Enquanto o governo pede celeridade para liberação de insumos, embaixador aproveita para tocar agenda chinesa no Brasil

Por Machado da Costa 21 jan 2021, 10h29

O governo brasileiro foi obrigado a beijar a mão das autoridades chinesas. A necessidade de pedir a Pequim para facilitar o envio de insumos para a fabricação de vacinas no Brasil fez o presidente Jair Bolsonaro e o chanceler Ernesto Araújo baixarem a guarda, apesar de suas posições ideológicas contrárias à China. Agora, o país comandado por Xi Jinping tem aproveitado para tocar suas agendas prioritárias.

Nesta quarta-feira, 20, por exemplo, o embaixador Yang Wanming se reuniu com duas autoridades brasileiras, a ministra Tereza Cristina (agricultura) e o ministro Fábio Faria (Comunicações).

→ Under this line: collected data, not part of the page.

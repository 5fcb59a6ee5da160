use serde::{Deserialize, Serialize};

use super::Chunk;

/// Score used for a retrieval axis that produced no evidence for a chunk.
///
/// Shared by hybrid merging (a chunk missing from one path) and by any
/// ranking signal that cannot be computed.
pub const MISSING_AXIS_SCORE: f32 = 0.0;

/// Clamp a score into [0, 1], mapping NaN to 0
pub fn clamp_unit(score: f32) -> f32 {
    if score.is_nan() {
        0.0
    } else {
        score.clamp(0.0, 1.0)
    }
}

/// Structural adjustments added on top of vector similarity
#[derive(Debug, Clone, Copy, Default, PartialEq, Serialize, Deserialize)]
pub struct RankingFactors {
    pub qa_boost: f32,
    pub qa_completeness: f32,
    pub length_factor: f32,
    pub confidence_factor: f32,
    /// Reserved, always 0
    pub recency_factor: f32,
}

impl RankingFactors {
    pub fn total(&self) -> f32 {
        self.qa_boost
            + self.qa_completeness
            + self.length_factor
            + self.confidence_factor
            + self.recency_factor
    }

    /// Named view of the factors, in a fixed order
    pub fn iter(&self) -> impl Iterator<Item = (&'static str, f32)> {
        [
            ("qa_boost", self.qa_boost),
            ("qa_completeness", self.qa_completeness),
            ("length_factor", self.length_factor),
            ("confidence_factor", self.confidence_factor),
            ("recency_factor", self.recency_factor),
        ]
        .into_iter()
    }
}

/// Per-axis scores kept for chunks produced by hybrid search
#[derive(Debug, Clone, Copy, PartialEq, Serialize, Deserialize)]
pub struct HybridScores {
    pub semantic: f32,
    pub keyword: f32,
}

/// A chunk with its retrieval scores
#[derive(Debug, Clone, PartialEq, Serialize, Deserialize)]
pub struct ScoredChunk {
    pub chunk: Chunk,

    /// 1 - vector distance, as returned by the index
    pub similarity_score: f32,

    /// Raw cross-encoder output, set once re-ranked
    pub rerank_score: Option<f32>,

    /// Final ordering key, always within [0, 1]
    pub combined_score: f32,

    pub ranking_factors: RankingFactors,

    pub hybrid: Option<HybridScores>,
}

impl ScoredChunk {
    /// Wrap a chunk whose combined score equals its similarity
    pub fn new(chunk: Chunk, similarity_score: f32) -> Self {
        Self {
            chunk,
            similarity_score,
            rerank_score: None,
            combined_score: clamp_unit(similarity_score),
            ranking_factors: RankingFactors::default(),
            hybrid: None,
        }
    }

    pub fn content(&self) -> &str {
        &self.chunk.content
    }
}

/// Stable descending sort on `combined_score`; ties keep their input order
pub fn sort_by_combined_desc(results: &mut [ScoredChunk]) {
    results.sort_by(|a, b| b.combined_score.total_cmp(&a.combined_score));
}
impl QaChunker {
    pub fn new(config: ChunkerConfig) -> Result<Self> {
        config.validate()?;
        let patterns = QaPatterns::new(&config.question_patterns, &config.answer_patterns)?;
        let splitter =
            RecursiveSplitter::new(config.separators.clone(), config.chunk_size, config.chunk_overlap);
        Ok(Self { config, patterns, splitter })
    }

    pub fn config(&self) -> &ChunkerConfig {
        &self.config
    }

    /// Whether the text carries the Q&A delimiter or enough question and
    /// answer lines
    pub fn is_qa_format(&self, text: &str) -> bool {
        if text.contains(self.config.qa_delimiter.as_str()) {
            return true;
        }
        let (questions, answers) = self.patterns.count_lines(text);
        questions >= self.config.min_question_lines && answers >= self.config.min_answer_lines
    }

    /// Chunk a document.
    ///
    /// # Errors
    ///
    /// Returns `DocumentProcessing` when the text is empty or blank.
    pub fn chunk_document(&self, text: &str, document: &DocumentMetadata) -> Result<Vec<Chunk>> {
        if text.trim().is_empty() {
            return Err(QaragError::DocumentProcessing {
                document_id: document.document_id.clone(),
                reason: "Document contains no text content".to_string(),
            });
        }

        let qa_format = self.is_qa_format(text);
        let drafts = if qa_format {
            self.chunk_qa_content(text)
        } else {
            self.chunk_regular_content(text)
        };

        let produced = drafts.len();
        let mut drafts: Vec<Draft> = drafts
            .into_iter()
            .filter(|d| {
                d.chunk_type == ChunkType::QaPair
                    || char_len(d.text.trim()) >= self.config.min_chunk_size
            })
            .collect();

        if drafts.len() > self.config.max_chunks_per_document {
            tracing::warn!(
                document_id = %document.document_id,
                chunk_count = drafts.len(),
                max_chunks = self.config.max_chunks_per_document,
                "Document produced too many chunks, truncating"
            );
            drafts.truncate(self.config.max_chunks_per_document);
        }

        let chunks: Vec<Chunk> = drafts
            .into_iter()
            .enumerate()
            .map(|(index, draft)| self.build_chunk(draft, index, document))
            .collect();

        tracing::debug!(
            document_id = %document.document_id,
            qa_format,
            produced,
            chunk_count = chunks.len(),
            "Chunked document"
        );

        Ok(chunks)
    }

    fn chunk_qa_content(&self, text: &str) -> Vec<Draft> {
        let delimiter = self.config.qa_delimiter.as_str();
        if !text.contains(delimiter) {
            return self.extract_qa_pairs(text);
        }

        let mut drafts = Vec::new();
        for (i, section) in text.split(delimiter).enumerate() {
            let section = section.trim();
            if section.is_empty() {
                continue;
            }

            if i == 0 {
                if char_len(section) <= self.config.chunk_size {
                    drafts.push(Draft::new(section, ChunkType::Header));
                } else {
                    drafts.extend(
                        self.splitter
                            .split(section)
                            .into_iter()
                            .map(|t| Draft::new(t, ChunkType::Regular)),
                    );
                }
            } else {
                drafts.extend(self.extract_qa_pairs(section));
            }
        }
        drafts
    }

    /// Line scan that pairs each question with the lines answering it
    fn extract_qa_pairs(&self, text: &str) -> Vec<Draft> {
        let mut drafts = Vec::new();
        let mut question: Option<&str> = None;
        let mut answer: Vec<&str> = Vec::new();

        for line in patterns::trimmed_lines(text) {
            if self.patterns.is_question_line(line) {
                if let Some(q) = question.take() {
                    push_pair(&mut drafts, q, &answer);
                }
                question = Some(line);
                answer.clear();
            } else if question.is_some() || self.patterns.is_answer_line(line) {
                // An answer with no open question is held and discarded by the next question
                answer.push(line);
            } else if char_len(line) > self.config.standalone_min_chars {
                let chunk_type = if self.patterns.is_list_item(line) {
                    ChunkType::ListItem
                } else {
                    ChunkType::Regular
                };
                drafts.push(Draft::new(line, chunk_type));
            }
        }

        if let Some(q) = question {
            push_pair(&mut drafts, q, &answer);
        }

        drafts
    }

    fn chunk_regular_content(&self, text: &str) -> Vec<Draft> {
        let pieces = self.splitter.split(text);
        overlap::apply_semantic_overlap(
            &pieces,
            self.config.semantic_overlap_ratio,
            self.config.max_chunk_size,
        )
        .into_iter()
        .map(|t| Draft::new(t, ChunkType::Regular))
        .collect()
    }

    fn build_chunk(&self, draft: Draft, index: usize, document: &DocumentMetadata) -> Chunk {
        let content = draft.text.trim().to_string();
        let has_questions = self.patterns.has_questions(&content);
        let has_answers = self.patterns.has_answers(&content);
        let confidence_score = analysis::content_confidence(
            &content,
            has_questions,
            has_answers,
            self.config.min_chunk_size,
            &self.config.confidence,
        );

        let metadata = ChunkMetadata {
            chunk_type: draft.chunk_type,
            length: char_len(&content),
            word_count: content.split_whitespace().count(),
            has_questions,
            has_answers,
            confidence_score,
            language: analysis::detect_language(&content, &self.config),
            document_id: document.document_id.clone(),
            chunk_index: index,
            source_name: document.source_name.clone(),
            keywords: document.keywords.clone(),
        };

        Chunk { id: ChunkId::for_document(&document.document_id, index), content, metadata }
    }
}
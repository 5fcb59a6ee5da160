//! Character-indexed string helpers.
//!
//! Chunk sizes are measured in characters, never bytes, so multi-byte text
//! (accents, emoji) can be sliced without landing inside a code point.

/// Number of characters in `s`
pub fn char_len(s: &str) -> usize {
    s.chars().count()
}

/// Byte offset of the `n`-th character, or `s.len()` past the end
fn byte_offset(s: &str, n: usize) -> usize {
    s.char_indices().nth(n).map(|(i, _)| i).unwrap_or(s.len())
}

/// The first `n` characters of `s`
pub fn head(s: &str, n: usize) -> &str {
    &s[..byte_offset(s, n)]
}

/// The last `n` characters of `s`
pub fn tail(s: &str, n: usize) -> &str {
    let len = char_len(s);
    if n >= len {
        return s;
    }
    &s[byte_offset(s, len - n)..]
}

/// Everything after the first `n` characters of `s`
pub fn skip(s: &str, n: usize) -> &str {
    &s[byte_offset(s, n)..]
}

/// Character index of the first occurrence of `pat`
pub fn find_char(s: &str, pat: &str) -> Option<usize> {
    s.find(pat).map(|b| char_len(&s[..b]))
}

/// Character index of the last occurrence of `pat`
pub fn rfind_char(s: &str, pat: &str) -> Option<usize> {
    s.rfind(pat).map(|b| char_len(&s[..b]))
}
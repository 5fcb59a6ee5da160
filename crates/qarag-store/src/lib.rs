//! QARAG Store - Vector index port and adapters
//!
//! This crate defines the nearest-neighbour index port consumed by the
//! retrieval engine and an in-memory adapter with filter push-down.

pub mod memory;
pub mod ports;

pub use memory::MemoryVectorIndex;
pub use ports::{IndexHit, VectorIndex};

Com Fábio, reafirmou o interesse chinês de participar do leilão de 5G, previsto para acontecer este ano. A Huawei, expoente chinês no setor, viveu os últimos anos às turras com o governo americano de Donald Trump e, por consequência do alinhamento automático do Brasil, pode ser excluída do certame.

Para bom entendedor, meia palavra basta.